▶ _What needs to be done_
In how many lines of the listing below does "Equals" appear? Give only the figure.

▶ _Records shown_
#[cfg(test)]
mod tests {
    use super::*;
    use efq_parser::{Condition, Conjunction, Operator, PagerMode, SortDirection, SortDirective};
    use efq_shared::params;
    use pretty_assertions::assert_eq;

    fn builder() -> DescriptorBuilder {
        DescriptorBuilder::new(QueryConfig::default()).unwrap()
    }

    fn fallback_builder(today: NaiveDate) -> DescriptorBuilder {
        let config = QueryConfig {
            invalid_date_policy: InvalidDatePolicy::Fallback,
            ..QueryConfig::default()
        };
        DescriptorBuilder::new(config).unwrap().with_today(today)
    }

    fn build(pairs: &[(&str, &str)]) -> Result<ParsedRequest, BuildError> {
        builder().build(&params(pairs.iter().copied()))
    }

    #[test]
    fn test_defaults_apply_to_empty_request() {
        let request = build(&[]).unwrap();
        let descriptor = request.descriptor;
        assert_eq!(descriptor.entity_kind, "node");
        assert_eq!(descriptor.bundle_field, "type");
        assert_eq!(descriptor.bundle, Bundle::One("page".into()));
        assert_eq!(
            descriptor.conditions.get("status"),
            Some(&ConditionValue::Equals(Scalar::Int(1)))
        );
        assert_eq!(
            descriptor.range,
            RangeSpec {
                start: 0,
                length: 1000
            }
        );
        assert!(descriptor.sort.is_empty());
        assert!(!descriptor.random);
        assert_eq!(request.view_mode, "teaser");
        assert_eq!(request.pager, None);
    }

    #[test]
    fn test_scalar_keys() {
        let request = build(&[
            ("entity_type", "taxonomy_term"),
            ("content_type", "tags,topics"),
            ("view_mode", "full"),
            ("sticky", "1"),
            ("nids", "4-5"),
            ("random", "1"),
        ])
        .unwrap();
        let descriptor = request.descriptor;
        assert_eq!(descriptor.entity_kind, "taxonomy_term");
        assert_eq!(descriptor.bundle_field, "vid");
        assert_eq!(
            descriptor.bundle,
            Bundle::Many(vec!["tags".into(), "topics".into()])
        );
        assert_eq!(request.view_mode, "full");
        assert_eq!(
            descriptor.conditions.get("sticky"),
            Some(&ConditionValue::Equals(Scalar::Int(1)))
        );
        assert_eq!(
            descriptor.conditions.get("nid"),
            Some(&ConditionValue::In(vec![Scalar::Int(4), Scalar::Int(5)]))
        );
        assert!(descriptor.random);
    }

    #[test]
    fn test_field_conditions_merge_last_write_wins() {
        let descriptor = build(&[
            ("field", "field_price--10--<=,field_year--1990-2000--BETWEEN"),
            ("address", "field_address--locality--Cork"),
            ("nid", "7"),
        ])
        .unwrap()
        .descriptor;
        assert_eq!(
            descriptor.conditions.get("field_price"),
            Some(&ConditionValue::Compare(Scalar::Int(10), Operator::Le))
        );
        assert_eq!(
            descriptor.conditions.get("field_year"),
            Some(&ConditionValue::Between(Scalar::Int(1990), Scalar::Int(2000)))
        );
        assert_eq!(
            descriptor.conditions.get("field_address.locality"),
            Some(&ConditionValue::Compare(
                Scalar::Text("Cork".into()),
                Operator::Contains
            ))
        );
        assert_eq!(
            descriptor.conditions.get("nid"),
            Some(&ConditionValue::Equals(Scalar::Int(7)))
        );

        let descriptor = build(&[("field", "status--0--=")]).unwrap().descriptor;
        assert_eq!(
            descriptor.conditions.get("status"),
            Some(&ConditionValue::Equals(Scalar::Int(0)))
        );
        assert_eq!(descriptor.conditions.len(), 1);
    }

    #[test]
    fn test_primary_category_wins_over_ignore_in_any_order() {
        for pairs in [
            [("category", "field_tags--10"), ("category_ignore", "field_tags--5")],
            [("category_ignore", "field_tags--5"), ("category", "field_tags--10")],
        ] {
            let group = build(&pairs).unwrap().descriptor.group.unwrap();
            assert_eq!(
                group.leaves()[0].value,
                ConditionValue::In(vec![Scalar::Int(10)])
            );
        }
    }

    #[test]
    fn test_category_ignore_applies_alone_or_with_all() {
        for pairs in [
            vec![("category_ignore", "field_tags--5")],
            vec![("category", "field_tags--all"), ("category_ignore", "field_tags--5")],
        ] {
            let group = build(&pairs).unwrap().descriptor.group.unwrap();
            assert_eq!(
                group.leaves()[0].value,
                ConditionValue::NotIn(vec![Scalar::Int(5)])
            );
        }
    }

    #[test]
    fn test_category_all_yields_no_group() {
        let descriptor = build(&[("category", "field_tags--all")]).unwrap().descriptor;
        assert_eq!(descriptor.group, None);
    }

    #[test]
    fn test_later_category_all_keeps_earlier_group() {
        for pairs in [
            [("category", "field_tags--10"), ("categories", "field_topic--all")],
            [("categories", "field_tags--10"), ("category", "field_topic--all")],
        ] {
            let group = build(&pairs).unwrap().descriptor.group.unwrap();
            let leaves = group.leaves();
            assert_eq!(leaves.len(), 1);
            assert_eq!(leaves[0].field, "field_tags");
            assert_eq!(leaves[0].value, ConditionValue::In(vec![Scalar::Int(10)]));
        }
    }

    #[test]
    fn test_oversized_page_numbers_are_rejected() {
        let err = build(&[("paged", "4294967296-4294967296")]).unwrap_err();
        assert!(matches!(
            err,
            BuildError::Parse(ParseError::InvalidNumber { key: "paged", .. })
        ));

        let err = build(&[("range", "18446744073709551615-1")]).unwrap_err();
        assert!(matches!(
            err,
            BuildError::Parse(ParseError::InvalidNumber { key: "range", .. })
        ));

        let request = build(&[("paged", "18446744073709551615-1")]).unwrap();
        assert_eq!(
            request.descriptor.range,
            RangeSpec {
                start: u64::MAX - 1,
                length: 1
            }
        );
    }

    #[test]
    fn test_paged_takes_precedence_over_range() {
        for pairs in [
            [("range", "50-5"), ("paged", "3-10--simple")],
            [("paged", "3-10--simple"), ("range", "50-5")],
        ] {
            let request = build(&pairs).unwrap();
            assert_eq!(
                request.descriptor.range,
                RangeSpec {
                    start: 20,
                    length: 10
                }
            );
            assert_eq!(request.pager.unwrap().mode, PagerMode::Simple);
        }

        let request = build(&[("range", "50-5")]).unwrap();
        assert_eq!(
            request.descriptor.range,
            RangeSpec {
                start: 50,
                length: 5
            }
        );
    }

    #[test]
    fn test_paged_requests_are_never_random() {
        let request = build(&[("random", "1"), ("paged", "1-10")]).unwrap();
        assert!(!request.descriptor.random);
        assert!(build(&[("random", "1")]).unwrap().descriptor.random);
    }

    #[test]
    fn test_sort_replaces_default_and_keeps_order() {
        let config = QueryConfig {
            default_sort: vec![SortDirective::new("created", SortDirection::Desc)],
            ..QueryConfig::default()
        };
        let builder = DescriptorBuilder::new(config).unwrap();

        let request = builder.build(&params([("view_mode", "full")])).unwrap();
        assert_eq!(request.descriptor.sort[0].field, "created");

        let request = builder
            .build(&params([("sort", "field_featured-DESC,field_date-ASC")]))
            .unwrap();
        assert_eq!(
            request.descriptor.sort,
            vec![
                SortDirective::new("field_featured", SortDirection::Desc),
                SortDirective::new("field_date", SortDirection::Asc),
            ]
        );
    }

    #[test]
    fn test_unknown_and_blank_keys_are_ignored() {
        let plain = build(&[]).unwrap();
        let noisy = build(&[("colour", "blue"), ("sort", "  "), ("view_mode", "")]).unwrap();
        assert_eq!(plain, noisy);
        assert!(!is_known_key("colour"));
        assert!(is_known_key("byMonth"));
    }

    #[test]
    fn test_malformed_fragment_is_a_parse_error() {
        let err = build(&[("field", "field_price--10")]).unwrap_err();
        assert!(matches!(err, BuildError::Parse(ParseError::Malformed { .. })));

        let err = build(&[("paged", "1-10--restricted-4")]).unwrap_err();
        assert!(matches!(
            err,
            BuildError::Parse(ParseError::InvalidPagerMode { .. })
        ));
    }

    #[test]
    fn test_date_populates_group2() {
        let descriptor = build(&[("date", "field_date--2024-01-01,2024-02-01")])
            .unwrap()
            .descriptor;
        let group = descriptor.group2.unwrap();
        assert_eq!(group.conjunction, Conjunction::Or);
        assert_eq!(group.leaves().len(), 6);
        assert_eq!(descriptor.group, None);
    }

    #[test]
    fn test_invalid_date_rejected_by_default() {
        let err = build(&[("date", "field_date--2024-13-40,2024-01-31")]).unwrap_err();
        assert_eq!(
            err,
            BuildError::InvalidDate {
                key: "date".into(),
                value: "field_date--2024-13-40,2024-01-31".into()
            }
        );

        let err = build(&[("byMonth", "field_date--31-02-2024")]).unwrap_err();
        assert!(matches!(err, BuildError::InvalidDate { .. }));
    }

    #[test]
    fn test_invalid_date_fallback_uses_today() {
        let today = NaiveDate::from_ymd_opt(2024, 5, 10).unwrap();
        let builder = fallback_builder(today);
        let descriptor = builder
            .build(&params([("date", "field_event--2024/05/01,2024/05/31")]))
            .unwrap()
            .descriptor;
        let group = descriptor.group2.unwrap();
        let Condition::Leaf(between) = &group.children[2] else {
            panic!("expected BETWEEN leaf");
        };
        assert_eq!(between.field, "field_event.0.value");
        assert_eq!(
            between.value,
            ConditionValue::Between(
                Scalar::Text("2024-05-10".into()),
                Scalar::Text("2024-07-10".into())
            )
        );
    }

    #[test]
    fn test_fallback_still_rejects_missing_field() {
        let today = NaiveDate::from_ymd_opt(2024, 5, 10).unwrap();
        let err = fallback_builder(today)
            .build(&params([("date", "--2024-01-01,2024-01-31")]))
            .unwrap_err();
        assert!(matches!(err, BuildError::InvalidDate { .. }));
    }

    #[test]
    fn test_builder_is_reusable() {
        let builder = builder();
        let first = builder
            .build(&params([("category", "field_tags--1")]))
            .unwrap();
        let second = builder.build(&params([("nid", "3")])).unwrap();
        assert!(first.descriptor.group.is_some());
        assert_eq!(second.descriptor.group, None);
        assert!(!first.descriptor.conditions.contains_key("nid"));
    }
}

▶ _Exercise answer_
4